■ PROBLEM REQUIREMENTS: Transcribe each record exactly as it appears.

** DATA TO EXAMINE follows **

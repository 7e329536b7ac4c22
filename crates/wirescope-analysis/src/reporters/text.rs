//! Text reporter: depth-indented dependency tree.

use std::fmt::Write;

use super::Reporter;
use wirescope_core::types::FxHashSet;

use crate::resolver::{DependencyForest, FieldNode, InterfaceResolution, ResolutionStatus, TypeId};

const INDENT: &str = "  ";

/// Renders each root as an indented tree. Within one root, a type is
/// expanded the first time it is reached; later references print a
/// `[shared]` marker, and a type already on the current path prints a
/// `[cycle]` marker.
pub struct TextReporter;

impl Reporter for TextReporter {
    fn name(&self) -> &'static str {
        "text"
    }

    fn generate(&self, forest: &DependencyForest) -> Result<String, String> {
        let mut out = String::new();
        for &root in forest.roots() {
            let mut walk = Walk::default();
            write_type(&mut out, forest, root, 0, &mut walk).map_err(|e| e.to_string())?;
        }
        Ok(out)
    }
}

#[derive(Default)]
struct Walk {
    path: Vec<TypeId>,
    expanded: FxHashSet<TypeId>,
}

fn write_type(
    out: &mut String,
    forest: &DependencyForest,
    id: TypeId,
    depth: usize,
    walk: &mut Walk,
) -> std::fmt::Result {
    let prefix = INDENT.repeat(depth);
    let node = forest.get(id);

    if let ResolutionStatus::Skipped(reason) = &node.status {
        return writeln!(out, "{prefix}[SKIPPED] {}: {reason}", node.name);
    }
    if walk.path.contains(&id) {
        return writeln!(out, "{prefix}{} (Package: {}) [cycle]", node.name, node.location);
    }
    if !walk.expanded.insert(id) {
        return writeln!(out, "{prefix}{} (Package: {}) [shared]", node.name, node.location);
    }
    writeln!(out, "{prefix}{} (Package: {})", node.name, node.location)?;
    for provider in &node.providers {
        writeln!(out, "{prefix}{INDENT}[Init] {} (Package: {})", provider.name, provider.location)?;
    }

    walk.path.push(id);
    for field in &node.fields {
        match field {
            FieldNode::Concrete { field_name, resolved } => {
                writeln!(out, "{prefix}>{field_name} ->")?;
                write_type(out, forest, *resolved, depth + 1, walk)?;
            }
            FieldNode::Interface {
                field_name,
                interface_name,
                is_pointer,
                resolution,
                ..
            } => {
                let star = if *is_pointer { "*" } else { "" };
                match resolution {
                    InterfaceResolution::Skipped(reason) => {
                        writeln!(out, "{prefix}>{field_name} -> {star}{interface_name} -> [SKIPPED] {reason}")?;
                    }
                    InterfaceResolution::ResolvedTo(target) => {
                        writeln!(out, "{prefix}>{field_name} -> {star}{interface_name} ->")?;
                        write_type(out, forest, *target, depth + 1, walk)?;
                    }
                    InterfaceResolution::Unresolved => {
                        writeln!(out, "{prefix}>{field_name} -> {star}{interface_name}")?;
                    }
                }
            }
            FieldNode::Primitive {
                field_name,
                type_name,
                is_pointer,
            } => {
                let star = if *is_pointer { "*" } else { "" };
                writeln!(out, "{prefix}>{field_name} -> {star}{type_name}")?;
            }
        }
    }
    walk.path.pop();
    Ok(())
}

** End of DATA TO EXAMINE **

■ SOLVED EXERCISE:
repository 7e329536b7ac4c22
filename crates/wirescope-analysis/src/reporters/text.rs
//! Text reporter: depth-indented dependency tree.

use std::fmt::Write;

use super::Reporter;
use wirescope_core::types::FxHashSet;

use crate::resolver::{DependencyForest, FieldNode, InterfaceResolution, ResolutionStatus, TypeId};

const INDENT: &str = "  ";

/// Renders each root as an indented tree. Within one root, a type is
/// expanded the first time it is reached; later references print a
/// `[shared]` marker, and a type already on the current path prints a
/// `[cycle]` marker.
pub struct TextReporter;

impl Reporter for TextReporter {
    fn name(&self) -> &'static str {
        "text"
    }

    fn generate(&self, forest: &DependencyForest) -> Result<String, String> {
        let mut out = String::new();
        for &root in forest.roots() {
            let mut walk = Walk::default();
            write_type(&mut out, forest, root, 0, &mut walk).map_err(|e| e.to_string())?;
        }
        Ok(out)
    }
}

#[derive(Default)]
struct Walk {
    path: Vec<TypeId>,
    expanded: FxHashSet<TypeId>,
}

fn write_type(
    out: &mut String,
    forest: &DependencyForest,
    id: TypeId,
    depth: usize,
    walk: &mut Walk,
) -> std::fmt::Result {
    let prefix = INDENT.repeat(depth);
    let node = forest.get(id);

    if let ResolutionStatus::Skipped(reason) = &node.status {
        return writeln!(out, "{prefix}[SKIPPED] {}: {reason}", node.name);
    }
    if walk.path.contains(&id) {
        return writeln!(out, "{prefix}{} (Package: {}) [cycle]", node.name, node.location);
    }
    if !walk.expanded.insert(id) {
        return writeln!(out, "{prefix}{} (Package: {}) [shared]", node.name, node.location);
    }
    writeln!(out, "{prefix}{} (Package: {})", node.name, node.location)?;
    for provider in &node.providers {
        writeln!(out, "{prefix}{INDENT}[Init] {} (Package: {})", provider.name, provider.location)?;
    }

    walk.path.push(id);
    for field in &node.fields {
        match field {
            FieldNode::Concrete { field_name, resolved } => {
                writeln!(out, "{prefix}>{field_name} ->")?;
                write_type(out, forest, *resolved, depth + 1, walk)?;
            }
            FieldNode::Interface {
                field_name,
                interface_name,
                is_pointer,
                resolution,
                ..
            } => {
                let star = if *is_pointer { "*" } else { "" };
                match resolution {
                    InterfaceResolution::Skipped(reason) => {
                        writeln!(out, "{prefix}>{field_name} -> {star}{interface_name} -> [SKIPPED] {reason}")?;
                    }
                    InterfaceResolution::ResolvedTo(target) => {
                        writeln!(out, "{prefix}>{field_name} -> {star}{interface_name} ->")?;
                        write_type(out, forest, *target, depth + 1, walk)?;
                    }
                    InterfaceResolution::Unresolved => {
                        writeln!(out, "{prefix}>{field_name} -> {star}{interface_name}")?;
                    }
                }
            }
            FieldNode::Primitive {
                field_name,
                type_name,
                is_pointer,
            } => {
                let star = if *is_pointer { "*" } else { "" };
                writeln!(out, "{prefix}>{field_name} -> {star}{type_name}")?;
            }
        }
    }
    walk.path.pop();
    Ok(())
}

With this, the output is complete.